= Beginning of Section =

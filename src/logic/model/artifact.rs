//! Model artifact loading and batch inference
//!
//! The artifact is the JSON export of the trained classifier: flattened
//! trees grouped into one forest per raw output, per-output base scores,
//! and the training-time feature order when the export recorded it.

use std::path::{Path, PathBuf};

use chrono::{DateTime, Utc};
use ndarray::Array2;
use serde::{Deserialize, Serialize};
use sha2::{Digest, Sha256};

use crate::logic::model::tree::DecisionTree;

// ============================================================================
// ARTIFACT
// ============================================================================

/// Pre-trained tree-ensemble classifier
///
/// A single forest produces a binary raw margin mapped through a sigmoid;
/// `n_classes` forests produce per-class raw scores mapped through a
/// softmax.
#[derive(Debug, Clone, Serialize, Deserialize)]
pub struct ModelArtifact {
    #[serde(default)]
    pub model_type: String,
    pub n_classes: usize,
    /// Per-output raw-score offsets, one per forest
    pub base_scores: Vec<f64>,
    /// Training-time ordered feature list, when the export recorded it
    #[serde(default)]
    pub feature_names: Option<Vec<String>>,
    pub forests: Vec<Vec<DecisionTree>>,
}

impl ModelArtifact {
    pub fn n_outputs(&self) -> usize {
        self.forests.len()
    }

    pub fn n_trees(&self) -> usize {
        self.forests.iter().map(|f| f.len()).sum()
    }

    /// Feature count: the recorded training order wins; otherwise the
    /// widest split index across all trees decides
    pub fn n_features(&self) -> usize {
        if let Some(names) = &self.feature_names {
            return names.len();
        }
        self.forests
            .iter()
            .flatten()
            .flat_map(|t| t.feature.iter())
            .filter(|&&f| f >= 0)
            .map(|&f| f as usize + 1)
            .max()
            .unwrap_or(0)
    }

    /// Training-time ordered feature list, if recorded
    pub fn recorded_feature_order(&self) -> Option<&[String]> {
        self.feature_names.as_deref()
    }

    /// Structural consistency checks run at load time
    pub fn validate(&self) -> Result<(), String> {
        if self.forests.is_empty() {
            return Err("artifact has no trees".to_string());
        }
        if self.n_classes < 2 {
            return Err(format!("n_classes must be >= 2, got {}", self.n_classes));
        }
        if self.n_outputs() != 1 && self.n_outputs() != self.n_classes {
            return Err(format!(
                "expected 1 or {} forests, got {}",
                self.n_classes,
                self.n_outputs()
            ));
        }
        if self.n_outputs() == 1 && self.n_classes != 2 {
            return Err("a single-forest artifact must be binary".to_string());
        }
        if self.base_scores.len() != self.n_outputs() {
            return Err(format!(
                "{} base scores for {} forests",
                self.base_scores.len(),
                self.n_outputs()
            ));
        }
        let n_features = self.n_features();
        for (k, forest) in self.forests.iter().enumerate() {
            for (t, tree) in forest.iter().enumerate() {
                tree.validate(n_features)
                    .map_err(|e| format!("forest {} tree {}: {}", k, t, e))?;
            }
        }
        Ok(())
    }

    /// Raw scores per sample and output
    ///
    /// `x` must have exactly [`Self::n_features`] columns; the pipeline
    /// guarantees this by aligning before inference.
    pub fn predict_margins(&self, x: &Array2<f64>) -> Array2<f64> {
        debug_assert_eq!(x.ncols(), self.n_features());
        let mut margins = Array2::zeros((x.nrows(), self.n_outputs()));
        for (i, row) in x.outer_iter().enumerate() {
            for (k, forest) in self.forests.iter().enumerate() {
                let mut score = self.base_scores[k];
                for tree in forest {
                    score += tree.predict_one(row);
                }
                margins[[i, k]] = score;
            }
        }
        margins
    }

    /// Class probabilities per sample: `[P(class 0), ..., P(class n-1)]`
    pub fn predict_proba(&self, x: &Array2<f64>) -> Array2<f64> {
        let margins = self.predict_margins(x);
        let mut proba = Array2::zeros((x.nrows(), self.n_classes));

        if self.n_outputs() == 1 {
            for (i, margin) in margins.column(0).iter().enumerate() {
                let p = sigmoid(*margin);
                proba[[i, 0]] = 1.0 - p;
                proba[[i, 1]] = p;
            }
        } else {
            for (i, row) in margins.outer_iter().enumerate() {
                let max = row.iter().cloned().fold(f64::NEG_INFINITY, f64::max);
                let exp: Vec<f64> = row.iter().map(|m| (m - max).exp()).collect();
                let total: f64 = exp.iter().sum();
                for (k, e) in exp.iter().enumerate() {
                    proba[[i, k]] = e / total;
                }
            }
        }
        proba
    }

    /// Predicted class labels
    pub fn predict(&self, x: &Array2<f64>) -> Vec<usize> {
        let proba = self.predict_proba(x);
        proba
            .outer_iter()
            .map(|row| {
                if self.n_classes == 2 {
                    usize::from(row[1] >= 0.5)
                } else {
                    row.iter()
                        .enumerate()
                        .max_by(|a, b| a.1.partial_cmp(b.1).unwrap_or(std::cmp::Ordering::Equal))
                        .map(|(k, _)| k)
                        .unwrap_or(0)
                }
            })
            .collect()
    }
}

fn sigmoid(margin: f64) -> f64 {
    1.0 / (1.0 + (-margin).exp())
}

// ============================================================================
// LOADING
// ============================================================================

/// Errors while resolving the model artifact
#[derive(Debug)]
pub enum ModelLoadError {
    /// Model artifact path does not resolve
    NotFound(PathBuf),
    Io(std::io::Error),
    /// Unparseable JSON or inconsistent tree structure
    Malformed(String),
}

impl std::fmt::Display for ModelLoadError {
    fn fmt(&self, f: &mut std::fmt::Formatter<'_>) -> std::fmt::Result {
        match self {
            ModelLoadError::NotFound(path) => {
                write!(f, "Model file not found: {}", path.display())
            }
            ModelLoadError::Io(e) => write!(f, "Model I/O error: {}", e),
            ModelLoadError::Malformed(msg) => write!(f, "Malformed model artifact: {}", msg),
        }
    }
}

impl std::error::Error for ModelLoadError {
    fn source(&self) -> Option<&(dyn std::error::Error + 'static)> {
        match self {
            ModelLoadError::Io(e) => Some(e),
            _ => None,
        }
    }
}

impl From<std::io::Error> for ModelLoadError {
    fn from(e: std::io::Error) -> Self {
        ModelLoadError::Io(e)
    }
}

/// Model metadata recorded at load time
#[derive(Debug, Clone, Serialize, Deserialize)]
pub struct ModelMetadata {
    pub model_path: String,
    pub model_type: String,
    pub n_trees: usize,
    pub n_classes: usize,
    pub n_features: usize,
    /// SHA-256 of the artifact file, hex-encoded
    pub fingerprint: String,
    pub loaded_at: DateTime<Utc>,
}

/// A validated artifact plus its load metadata
#[derive(Debug, Clone)]
pub struct LoadedModel {
    pub artifact: ModelArtifact,
    pub metadata: ModelMetadata,
}

/// Load and validate a model artifact from disk
pub fn load_model(path: impl AsRef<Path>) -> Result<LoadedModel, ModelLoadError> {
    let path = path.as_ref();
    log::info!("Loading model artifact from: {}", path.display());

    if !path.exists() {
        return Err(ModelLoadError::NotFound(path.to_path_buf()));
    }

    let bytes = std::fs::read(path)?;
    let fingerprint = hex::encode(Sha256::digest(&bytes));

    let artifact: ModelArtifact =
        serde_json::from_slice(&bytes).map_err(|e| ModelLoadError::Malformed(e.to_string()))?;
    artifact.validate().map_err(ModelLoadError::Malformed)?;

    let metadata = ModelMetadata {
        model_path: path.display().to_string(),
        model_type: artifact.model_type.clone(),
        n_trees: artifact.n_trees(),
        n_classes: artifact.n_classes,
        n_features: artifact.n_features(),
        fingerprint,
        loaded_at: Utc::now(),
    };

    log::info!(
        "Model loaded: {} trees, {} classes, {} features, fingerprint {}",
        metadata.n_trees,
        metadata.n_classes,
        metadata.n_features,
        &metadata.fingerprint[..12]
    );

    Ok(LoadedModel { artifact, metadata })
}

= End of Section =

**Instructions to follow**
Each record above is to be reproduced verbatim.

**Task result**
filename src/logic/model/artifact.rs
//! Model artifact loading and batch inference
//!
//! The artifact is the JSON export of the trained classifier: flattened
//! trees grouped into one forest per raw output, per-output base scores,
//! and the training-time feature order when the export recorded it.

use std::path::{Path, PathBuf};

use chrono::{DateTime, Utc};
use ndarray::Array2;
use serde::{Deserialize, Serialize};
use sha2::{Digest, Sha256};

use crate::logic::model::tree::DecisionTree;

// ============================================================================
// ARTIFACT
// ============================================================================

/// Pre-trained tree-ensemble classifier
///
/// A single forest produces a binary raw margin mapped through a sigmoid;
/// `n_classes` forests produce per-class raw scores mapped through a
/// softmax.
#[derive(Debug, Clone, Serialize, Deserialize)]
pub struct ModelArtifact {
    #[serde(default)]
    pub model_type: String,
    pub n_classes: usize,
    /// Per-output raw-score offsets, one per forest
    pub base_scores: Vec<f64>,
    /// Training-time ordered feature list, when the export recorded it
    #[serde(default)]
    pub feature_names: Option<Vec<String>>,
    pub forests: Vec<Vec<DecisionTree>>,
}

impl ModelArtifact {
    pub fn n_outputs(&self) -> usize {
        self.forests.len()
    }

    pub fn n_trees(&self) -> usize {
        self.forests.iter().map(|f| f.len()).sum()
    }

    /// Feature count: the recorded training order wins; otherwise the
    /// widest split index across all trees decides
    pub fn n_features(&self) -> usize {
        if let Some(names) = &self.feature_names {
            return names.len();
        }
        self.forests
            .iter()
            .flatten()
            .flat_map(|t| t.feature.iter())
            .filter(|&&f| f >= 0)
            .map(|&f| f as usize + 1)
            .max()
            .unwrap_or(0)
    }

    /// Training-time ordered feature list, if recorded
    pub fn recorded_feature_order(&self) -> Option<&[String]> {
        self.feature_names.as_deref()
    }

    /// Structural consistency checks run at load time
    pub fn validate(&self) -> Result<(), String> {
        if self.forests.is_empty() {
            return Err("artifact has no trees".to_string());
        }
        if self.n_classes < 2 {
            return Err(format!("n_classes must be >= 2, got {}", self.n_classes));
        }
        if self.n_outputs() != 1 && self.n_outputs() != self.n_classes {
            return Err(format!(
                "expected 1 or {} forests, got {}",
                self.n_classes,
                self.n_outputs()
            ));
        }
        if self.n_outputs() == 1 && self.n_classes != 2 {
            return Err("a single-forest artifact must be binary".to_string());
        }
        if self.base_scores.len() != self.n_outputs() {
            return Err(format!(
                "{} base scores for {} forests",
                self.base_scores.len(),
                self.n_outputs()
            ));
        }
        let n_features = self.n_features();
        for (k, forest) in self.forests.iter().enumerate() {
            for (t, tree) in forest.iter().enumerate() {
                tree.validate(n_features)
                    .map_err(|e| format!("forest {} tree {}: {}", k, t, e))?;
            }
        }
        Ok(())
    }

    /// Raw scores per sample and output
    ///
    /// `x` must have exactly [`Self::n_features`] columns; the pipeline
    /// guarantees this by aligning before inference.
    pub fn predict_margins(&self, x: &Array2<f64>) -> Array2<f64> {
        debug_assert_eq!(x.ncols(), self.n_features());
        let mut margins = Array2::zeros((x.nrows(), self.n_outputs()));
        for (i, row) in x.outer_iter().enumerate() {
            for (k, forest) in self.forests.iter().enumerate() {
                let mut score = self.base_scores[k];
                for tree in forest {
                    score += tree.predict_one(row);
                }
                margins[[i, k]] = score;
            }
        }
        margins
    }

    /// Class probabilities per sample: `[P(class 0), ..., P(class n-1)]`
    pub fn predict_proba(&self, x: &Array2<f64>) -> Array2<f64> {
        let margins = self.predict_margins(x);
        let mut proba = Array2::zeros((x.nrows(), self.n_classes));

        if self.n_outputs() == 1 {
            for (i, margin) in margins.column(0).iter().enumerate() {
                let p = sigmoid(*margin);
                proba[[i, 0]] = 1.0 - p;
                proba[[i, 1]] = p;
            }
        } else {
            for (i, row) in margins.outer_iter().enumerate() {
                let max = row.iter().cloned().fold(f64::NEG_INFINITY, f64::max);
                let exp: Vec<f64> = row.iter().map(|m| (m - max).exp()).collect();
                let total: f64 = exp.iter().sum();
                for (k, e) in exp.iter().enumerate() {
                    proba[[i, k]] = e / total;
                }
            }
        }
        proba
    }

    /// Predicted class labels
    pub fn predict(&self, x: &Array2<f64>) -> Vec<usize> {
        let proba = self.predict_proba(x);
        proba
            .outer_iter()
            .map(|row| {
                if self.n_classes == 2 {
                    usize::from(row[1] >= 0.5)
                } else {
                    row.iter()
                        .enumerate()
                        .max_by(|a, b| a.1.partial_cmp(b.1).unwrap_or(std::cmp::Ordering::Equal))
                        .map(|(k, _)| k)
                        .unwrap_or(0)
                }
            })
            .collect()
    }
}

fn sigmoid(margin: f64) -> f64 {
    1.0 / (1.0 + (-margin).exp())
}

// ============================================================================
// LOADING
// ============================================================================

/// Errors while resolving the model artifact
#[derive(Debug)]
pub enum ModelLoadError {
    /// Model artifact path does not resolve
    NotFound(PathBuf),
    Io(std::io::Error),
    /// Unparseable JSON or inconsistent tree structure
    Malformed(String),
}

impl std::fmt::Display for ModelLoadError {
    fn fmt(&self, f: &mut std::fmt::Formatter<'_>) -> std::fmt::Result {
        match self {
            ModelLoadError::NotFound(path) => {
                write!(f, "Model file not found: {}", path.display())
            }
            ModelLoadError::Io(e) => write!(f, "Model I/O error: {}", e),
            ModelLoadError::Malformed(msg) => write!(f, "Malformed model artifact: {}", msg),
        }
    }
}

impl std::error::Error for ModelLoadError {
    fn source(&self) -> Option<&(dyn std::error::Error + 'static)> {
        match self {
            ModelLoadError::Io(e) => Some(e),
            _ => None,
        }
    }
}

impl From<std::io::Error> for ModelLoadError {
    fn from(e: std::io::Error) -> Self {
        ModelLoadError::Io(e)
    }
}

/// Model metadata recorded at load time
#[derive(Debug, Clone, Serialize, Deserialize)]
pub struct ModelMetadata {
    pub model_path: String,
    pub model_type: String,
    pub n_trees: usize,
    pub n_classes: usize,
    pub n_features: usize,
    /// SHA-256 of the artifact file, hex-encoded
    pub fingerprint: String,
    pub loaded_at: DateTime<Utc>,
}

/// A validated artifact plus its load metadata
#[derive(Debug, Clone)]
pub struct LoadedModel {
    pub artifact: ModelArtifact,
    pub metadata: ModelMetadata,
}

/// Load and validate a model artifact from disk
pub fn load_model(path: impl AsRef<Path>) -> Result<LoadedModel, ModelLoadError> {
    let path = path.as_ref();
    log::info!("Loading model artifact from: {}", path.display());

    if !path.exists() {
        return Err(ModelLoadError::NotFound(path.to_path_buf()));
    }

    let bytes = std::fs::read(path)?;
    let fingerprint = hex::encode(Sha256::digest(&bytes));

    let artifact: ModelArtifact =
        serde_json::from_slice(&bytes).map_err(|e| ModelLoadError::Malformed(e.to_string()))?;
    artifact.validate().map_err(ModelLoadError::Malformed)?;

    let metadata = ModelMetadata {
        model_path: path.display().to_string(),
        model_type: artifact.model_type.clone(),
        n_trees: artifact.n_trees(),
        n_classes: artifact.n_classes,
        n_features: artifact.n_features(),
        fingerprint,
        loaded_at: Utc::now(),
    };

    log::info!(
        "Model loaded: {} trees, {} classes, {} features, fingerprint {}",
        metadata.n_trees,
        metadata.n_classes,
        metadata.n_features,
        &metadata.fingerprint[..12]
    );

    Ok(LoadedModel { artifact, metadata })
}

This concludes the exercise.